Zu dieser Ausgabe

Gefragt, wie sie beim Autofahren vom zweiten in den dritten Gang schalten, antworten die meisten Menschen fälschlicherweise mit "Kupplung drücken". Bekanntlich müssen sie aber zuerst den Fuß vom Gaspedal nehmen. Dies ist jedoch nur eines von unzähligen alltäglichen Beispielen dafür, wie hochgradig automatisiert unser prozedurales Gedächtnis funktioniert - und wie unbewusst neuronale Vorgänge ablaufen, die unser Leben in jedem Moment maßgeblich steuern und bestimmen.

Die Hirnforschung hat in der Erforschung solcher Mechanismen große Fortschritte gemacht und sich auch aus interdisziplinärer Perspektive zur tonangebenden Wissenschaft unserer Tage aufgeschwungen. Skeptiker mögen sich fragen, was das alles mit Kunst, Philosophie und Literatur zu tun haben soll. Tatsächlich sind aber viele der Erkenntnisse, die die Neurobiologie präzisiert und immer weiter ausdifferenziert hat, in der Literatur längst vorweggenommen und sogar sehr genau beschrieben worden.

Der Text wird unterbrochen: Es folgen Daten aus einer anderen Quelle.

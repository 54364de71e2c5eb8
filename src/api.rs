use std::net::SocketAddr;
use std::sync::atomic::Ordering;
use std::sync::Arc;

use axum::extract::{Extension, Path, Query};
use axum::http::StatusCode;
use axum::response::{IntoResponse, Response};
use axum::routing::{get, post};
use axum::{Json, Router};
use schemars::JsonSchema;
use serde::{Deserialize, Serialize};
use serde_json::{Map, Value};
use tower_http::cors::CorsLayer;

use crate::error::AppError;
use crate::model::ComponentDefinition;
use crate::registry::reference;
use crate::settings::BridgeSettings;
use crate::state::AppState;

// ── Response types ───────────────────────────────────────────────

#[derive(Serialize)]
struct ApiOk<T: Serialize> {
    ok: bool,
    data: T,
}

#[derive(Serialize)]
struct ApiErr {
    ok: bool,
    error: AppError,
    message: String,
}

fn ok_json<T: Serialize>(data: T) -> Response {
    Json(ApiOk { ok: true, data }).into_response()
}

fn err_json(status: StatusCode, error: AppError) -> Response {
    let message = error.to_string();
    (
        status,
        Json(ApiErr {
            ok: false,
            error,
            message,
        }),
    )
        .into_response()
}

fn app_err(error: AppError) -> Response {
    err_json(status_for(&error), error)
}

/// HTTP status for a failed operation.
pub fn status_for(error: &AppError) -> StatusCode {
    match error {
        AppError::UnknownComponent { .. }
        | AppError::InvalidParameters { .. }
        | AppError::ComponentNotCreated { .. } => StatusCode::BAD_REQUEST,
        AppError::RemoteRejected { .. } => StatusCode::BAD_GATEWAY,
        AppError::RemoteUnavailable { .. } => StatusCode::SERVICE_UNAVAILABLE,
        AppError::Definition { .. } | AppError::Io { .. } | AppError::Config { .. } => {
            StatusCode::INTERNAL_SERVER_ERROR
        }
    }
}

// ── Request bodies ───────────────────────────────────────────────

#[derive(Debug, Deserialize, JsonSchema)]
pub struct CreateComponentRequest {
    /// Registry name of the component kind, e.g. "circle".
    pub component_name: String,
    /// Name to record the created instance under. Defaults to `component_name`.
    #[serde(default)]
    pub instance_name: Option<String>,
    #[serde(default)]
    pub parameters: Map<String, Value>,
}

#[derive(Debug, Deserialize, JsonSchema)]
pub struct ConnectComponentsRequest {
    pub source_component: String,
    pub source_param: String,
    pub target_component: String,
    pub target_param: String,
}

#[derive(Debug, Deserialize)]
struct SearchQuery {
    #[serde(default)]
    q: String,
}

#[derive(Serialize)]
struct Health {
    status: &'static str,
    remote_address: String,
    /// As of the last connect or exchange; a dropped peer shows up on the next call.
    remote_connected: bool,
    last_error: Option<String>,
    exchanges: u64,
    components_loaded: usize,
}

// ── Handlers ─────────────────────────────────────────────────────

async fn get_health(Extension(state): Extension<Arc<AppState>>) -> Response {
    let status = state.bridge.status();
    ok_json(Health {
        status: "healthy",
        remote_address: state.remote_address(),
        remote_connected: status.connected,
        last_error: status.last_error,
        exchanges: status.exchanges,
        components_loaded: state.registry.len(),
    })
}

async fn get_components(Extension(state): Extension<Arc<AppState>>) -> Response {
    ok_json(serde_json::json!({
        "components": state.registry.list(),
        "info": reference::component_reference(&state.registry),
    }))
}

async fn search_components(
    Extension(state): Extension<Arc<AppState>>,
    Query(query): Query<SearchQuery>,
) -> Response {
    let matches = state.registry.search(&query.q);
    ok_json(matches.iter().map(AsRef::as_ref).collect::<Vec<&ComponentDefinition>>())
}

async fn get_category(
    Extension(state): Extension<Arc<AppState>>,
    Path(category): Path<String>,
) -> Response {
    let defs = state.registry.by_category(&category);
    ok_json(defs.iter().map(AsRef::as_ref).collect::<Vec<&ComponentDefinition>>())
}

async fn get_component(Extension(state): Extension<Arc<AppState>>, Path(name): Path<String>) -> Response {
    match state.registry.lookup(&name) {
        Some(def) => ok_json(def.as_ref()),
        None => err_json(StatusCode::NOT_FOUND, AppError::UnknownComponent { name }),
    }
}

async fn post_create_component(
    Extension(state): Extension<Arc<AppState>>,
    Json(body): Json<CreateComponentRequest>,
) -> Response {
    let instance = body
        .instance_name
        .as_deref()
        .filter(|n| !n.trim().is_empty())
        .unwrap_or(&body.component_name);
    match state
        .bridge
        .create_component_as(instance, &body.component_name, &body.parameters)
        .await
    {
        Ok(created) => ok_json(created),
        Err(e) => app_err(e),
    }
}

async fn post_connect_components(
    Extension(state): Extension<Arc<AppState>>,
    Json(body): Json<ConnectComponentsRequest>,
) -> Response {
    match state
        .bridge
        .connect_components(
            &body.source_component,
            &body.source_param,
            &body.target_component,
            &body.target_param,
        )
        .await
    {
        Ok(connection) => ok_json(connection),
        Err(e) => app_err(e),
    }
}

async fn post_clear_canvas(Extension(state): Extension<Arc<AppState>>) -> Response {
    match state.bridge.clear_canvas().await {
        Ok(cleared) => ok_json(cleared),
        Err(e) => app_err(e),
    }
}

async fn get_created_components(Extension(state): Extension<Arc<AppState>>) -> Response {
    ok_json(state.bridge.created_components().await)
}

async fn get_schema() -> Response {
    ok_json(serde_json::json!({
        "create_component": schemars::schema_for!(CreateComponentRequest),
        "connect_components": schemars::schema_for!(ConnectComponentsRequest),
        "settings": schemars::schema_for!(BridgeSettings),
    }))
}

// ── Server startup ───────────────────────────────────────────────

pub fn router(state: Arc<AppState>) -> Router {
    Router::new()
        .route("/health", get(get_health))
        .route("/components", get(get_components))
        .route("/components/search", get(search_components))
        .route("/components/category/{category}", get(get_category))
        .route("/components/{name}", get(get_component))
        .route("/create_component", post(post_create_component))
        .route("/connect_components", post(post_connect_components))
        .route("/clear_canvas", post(post_clear_canvas))
        .route("/created_components", get(get_created_components))
        .route("/schema", get(get_schema))
        .layer(CorsLayer::permissive())
        .layer(Extension(state))
}

/// Bind the HTTP API on the configured address and serve it on a background
/// task. Returns the bound address.
pub async fn start_api_server(state: Arc<AppState>) -> Result<SocketAddr, AppError> {
    let bind = state.with_settings(|s| format!("{}:{}", s.api.host, s.api.port));
    let listener = tokio::net::TcpListener::bind(&bind).await.map_err(|e| AppError::Config {
        message: format!("Failed to bind API server on {bind}: {e}"),
    })?;
    let addr = listener.local_addr()?;
    state.api_port.store(addr.port(), Ordering::Relaxed);

    let app = router(state);
    tokio::spawn(async move {
        if let Err(e) = axum::serve(listener, app).await {
            tracing::error!(error = %e, "API server error");
        }
    });

    tracing::info!(%addr, "API server listening");
    Ok(addr)
}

Wenn etwa Marcel Proust in seiner "Suche nach der verlorenen Zeit" (1913-1927) schildert, wie der Geschmack von in Lindenblütentee getauchten "Petit Madelaines" eine ganze Kaskade unverhoffter Erinnerungen heraufbeschwören kann, so hat er damit wie 'nebenbei' typische, auf dem Geruchssinn basierende Gedächtnisformen im limbischen System unseres Gehirns erfasst, die bewusste Bearbeitungsschleifen umgehen und aus der subjektiven Sicht des Empfindenden tatsächlich wie eine "mémoire involontaire" (Proust) funktionieren.

Ob nun geisteswissenschaftliche Betrachtungen wirklich dadurch gewinnen, dass sie solche interdisziplinären Brücken zur Hirnphysiologie schlagen, hängt nicht zuletzt von den Parametern ab, die sie sich selbst setzen. Im Rahmen eines "Emotional Turns" oder auch eines "Iconic Turns" etwa könnten solche Kooperationen mit der Naturwissenschaft sicherlich sinnvoll, ja dürften mittlerweile vielleicht sogar unumgänglich geworden sein.

Doch wie sehen aktuelle fachliche Kontroversen zum Thema überhaupt aus? Als kleinen Vorgeschmack auf den Deutschen Germanistentag 2007, der im September in Marburg stattfindet; präsentiert die vorliegende Ausgabe von literaturkritik.de schon einmal einen Themenschwerpunkt zum Thema "Natur und Kultur", um Einblicke in ein fürwahr weitläufiges Untersuchungsgebiet zu geben.